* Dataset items

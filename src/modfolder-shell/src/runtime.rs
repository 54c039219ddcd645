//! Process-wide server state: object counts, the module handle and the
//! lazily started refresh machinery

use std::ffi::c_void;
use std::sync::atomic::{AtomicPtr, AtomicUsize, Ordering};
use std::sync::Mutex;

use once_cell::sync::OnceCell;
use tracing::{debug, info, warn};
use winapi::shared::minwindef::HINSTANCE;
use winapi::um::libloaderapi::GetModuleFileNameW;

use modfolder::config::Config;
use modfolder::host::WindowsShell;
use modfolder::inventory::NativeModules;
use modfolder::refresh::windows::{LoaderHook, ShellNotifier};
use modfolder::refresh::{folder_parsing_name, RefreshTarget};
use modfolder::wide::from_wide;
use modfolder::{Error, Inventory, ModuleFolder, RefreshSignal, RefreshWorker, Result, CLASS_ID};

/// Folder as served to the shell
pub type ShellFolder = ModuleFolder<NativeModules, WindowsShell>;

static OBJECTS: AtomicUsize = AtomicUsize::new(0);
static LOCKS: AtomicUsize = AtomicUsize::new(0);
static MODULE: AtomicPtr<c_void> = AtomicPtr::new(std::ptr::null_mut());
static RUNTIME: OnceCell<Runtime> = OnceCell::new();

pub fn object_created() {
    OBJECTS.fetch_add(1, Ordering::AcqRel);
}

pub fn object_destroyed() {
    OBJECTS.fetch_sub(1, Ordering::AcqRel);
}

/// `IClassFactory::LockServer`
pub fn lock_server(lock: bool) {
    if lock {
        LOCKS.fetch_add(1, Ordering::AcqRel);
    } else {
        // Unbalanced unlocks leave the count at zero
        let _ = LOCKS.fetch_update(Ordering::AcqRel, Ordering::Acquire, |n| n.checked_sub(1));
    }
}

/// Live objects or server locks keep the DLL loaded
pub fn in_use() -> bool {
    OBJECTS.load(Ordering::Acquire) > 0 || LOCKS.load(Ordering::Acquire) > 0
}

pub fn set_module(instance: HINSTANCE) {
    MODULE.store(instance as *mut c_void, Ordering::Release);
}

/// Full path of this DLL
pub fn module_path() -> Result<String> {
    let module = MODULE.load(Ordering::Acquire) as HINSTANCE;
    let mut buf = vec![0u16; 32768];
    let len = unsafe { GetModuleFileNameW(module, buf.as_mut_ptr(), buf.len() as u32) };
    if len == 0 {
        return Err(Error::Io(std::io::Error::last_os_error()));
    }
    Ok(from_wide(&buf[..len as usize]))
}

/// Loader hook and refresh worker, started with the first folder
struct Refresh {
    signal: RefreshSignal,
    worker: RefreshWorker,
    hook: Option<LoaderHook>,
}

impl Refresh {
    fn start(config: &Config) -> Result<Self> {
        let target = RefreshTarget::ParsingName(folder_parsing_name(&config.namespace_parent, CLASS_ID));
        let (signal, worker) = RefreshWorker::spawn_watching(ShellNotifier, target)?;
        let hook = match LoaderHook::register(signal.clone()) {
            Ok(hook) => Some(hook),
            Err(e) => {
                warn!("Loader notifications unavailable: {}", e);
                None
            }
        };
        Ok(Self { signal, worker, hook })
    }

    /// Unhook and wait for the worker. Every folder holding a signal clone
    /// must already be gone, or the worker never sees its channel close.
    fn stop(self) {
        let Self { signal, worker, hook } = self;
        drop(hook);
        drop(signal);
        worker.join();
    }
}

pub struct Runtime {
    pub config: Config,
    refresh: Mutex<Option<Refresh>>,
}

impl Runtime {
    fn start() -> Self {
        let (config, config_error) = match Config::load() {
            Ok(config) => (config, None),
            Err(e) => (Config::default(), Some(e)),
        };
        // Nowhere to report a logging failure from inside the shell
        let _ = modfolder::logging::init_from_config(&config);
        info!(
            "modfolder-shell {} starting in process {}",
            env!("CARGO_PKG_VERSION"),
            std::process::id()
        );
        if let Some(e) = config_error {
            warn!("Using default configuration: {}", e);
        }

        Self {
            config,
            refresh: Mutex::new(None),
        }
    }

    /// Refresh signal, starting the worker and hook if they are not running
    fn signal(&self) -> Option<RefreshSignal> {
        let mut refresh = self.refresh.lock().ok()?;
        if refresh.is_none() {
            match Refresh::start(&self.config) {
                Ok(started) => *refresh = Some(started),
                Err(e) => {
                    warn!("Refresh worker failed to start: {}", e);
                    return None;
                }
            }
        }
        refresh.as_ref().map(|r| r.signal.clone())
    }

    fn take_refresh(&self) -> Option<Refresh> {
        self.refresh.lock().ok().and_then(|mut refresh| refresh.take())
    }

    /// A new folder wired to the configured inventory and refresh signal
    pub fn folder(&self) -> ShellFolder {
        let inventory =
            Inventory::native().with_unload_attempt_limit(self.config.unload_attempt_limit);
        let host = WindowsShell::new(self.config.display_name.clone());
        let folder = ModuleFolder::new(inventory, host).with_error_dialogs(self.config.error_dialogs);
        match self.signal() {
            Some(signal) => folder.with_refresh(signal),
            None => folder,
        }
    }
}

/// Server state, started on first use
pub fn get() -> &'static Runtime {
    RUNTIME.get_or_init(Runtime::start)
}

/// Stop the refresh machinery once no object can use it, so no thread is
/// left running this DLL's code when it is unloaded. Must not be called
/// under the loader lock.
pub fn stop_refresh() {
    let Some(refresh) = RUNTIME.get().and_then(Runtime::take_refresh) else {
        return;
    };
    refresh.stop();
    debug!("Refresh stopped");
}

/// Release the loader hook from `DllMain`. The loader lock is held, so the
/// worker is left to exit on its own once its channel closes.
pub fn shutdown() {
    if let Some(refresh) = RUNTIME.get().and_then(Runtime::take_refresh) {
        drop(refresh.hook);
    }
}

* EXERCISE
Search the entries for the word "running". Copy every line where it occurs.

* EXERCISE RESPONSE
    /// Refresh signal, starting the worker and hook if they are not running
/// left running this DLL's code when it is unloaded. Must not be called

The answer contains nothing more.